Ethanol is a much simpler process of extracting cannabinoids, with a lower initial capital outlay, in most cases, than the supercritical process. This method utilizes ethanol as the solvent for the biomass to be suspended in before extracting the cannabinoids. Once the biomass has been submerged, the ethanol is drained from the container, and the biomass is pressed to remove any excess ethanol. All the recovered solution collected is then heated to boil off the alcohol, leaving only the cannabinoids, which were extracted during the time that the cannabis was suspended in the solvent. The more advanced method of this process adds an additional step of mechanically agitating the cannabis and solvent mixture. This is often done to increase the extraction yield of the cannabinoids to increase overall efficiencies. The product of this extraction varies not only on the advanced nature of the system, but also on the operating temperature during suspension. Systems range in operating temperature from room to cool, which dictates the yield and purity inversely. The cooler the operating temperature, the lower the yield, but the higher the purity and vice versa. In systems that operate at a cooler temperature, the product may be so pure that no further purification is required. Warmer systems on the other hand may require an additional purification stage called dewaxing, which is minor in comparison to the winterization stage of the supercritical extraction process.
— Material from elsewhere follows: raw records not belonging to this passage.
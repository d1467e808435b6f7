use crate::aggregator::classify::{classify_assignment, classify_incentive};
use crate::aggregator::coordinates::ZoneCoordinates;
use crate::aggregator::explain::build_explanation;
use crate::aggregator::types::ZoneSummary;
use crate::aggregator::utility::{fraction, mean, min_max, mode};
use crate::error::Result;
use crate::parser::TripRecord;
use std::collections::BTreeMap;
use tracing::debug;

/// Aggregates trips into one [`ZoneSummary`] per distinct pickup zone, using
/// the built-in coordinate table.
///
/// See [`aggregate_with`].
pub fn aggregate(records: &[TripRecord]) -> Result<Vec<ZoneSummary>> {
    aggregate_with(records, &ZoneCoordinates::builtin())
}

/// Aggregates trips into one [`ZoneSummary`] per distinct pickup zone.
///
/// Rows come back sorted by zone name. Each row carries the mean, min and max
/// fare, the share of trips with a positive incentive bonus, the most common
/// demand level and the classifications derived from them.
///
/// # Errors
///
/// Fails with [`WhiteBoxError::UnknownZone`](crate::WhiteBoxError::UnknownZone)
/// as soon as a zone has no coordinates; no partial table is returned.
pub fn aggregate_with(
    records: &[TripRecord],
    coordinates: &ZoneCoordinates,
) -> Result<Vec<ZoneSummary>> {
    let mut groups: BTreeMap<&str, Vec<&TripRecord>> = BTreeMap::new();
    for record in records {
        groups
            .entry(record.pickup_zone.as_str())
            .or_default()
            .push(record);
    }

    let mut table = Vec::with_capacity(groups.len());

    for (zone, trips) in groups {
        let fares: Vec<f64> = trips.iter().map(|t| t.total_fare).collect();
        let demands: Vec<&str> = trips.iter().map(|t| t.zone_demand_level.as_str()).collect();

        // Groups are built from existing records, so neither is ever empty.
        let (min_fare, max_fare) = min_max(&fares).unwrap_or_default();
        let dominant_demand = mode(&demands).unwrap_or_default().to_string();

        let incentive_rate = fraction(&trips, |t| t.incentive_bonus > 0.0);
        let assignment_level = classify_assignment(&dominant_demand);
        let incentive_likelihood = classify_incentive(incentive_rate);
        let (lat, lng) = coordinates.lookup(zone)?;

        debug!(
            zone,
            trips = trips.len(),
            %dominant_demand,
            incentive_rate,
            "Zone aggregated"
        );

        table.push(ZoneSummary {
            zone: zone.to_string(),
            avg_fare: mean(&fares),
            min_fare,
            max_fare,
            incentive_rate,
            explanation: build_explanation(
                &dominant_demand,
                assignment_level,
                incentive_likelihood,
            ),
            dominant_demand,
            assignment_level,
            incentive_likelihood,
            lat,
            lng,
        });
    }

    Ok(table)
}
In summary, both systems are relatively efficient, yielding greater than 90% extraction, if done correctly. Although on average the supercritical method will yield a higher efficiency, there is a trade off in terms of initial capital outlay and the added difficulties of winterization. Ethanol is currently the more common practice for extraction process, however, in order to achieve similar results to that of the supercritical method, more advanced technology is required, minimizing the advantage of a reduced initial capital outlay.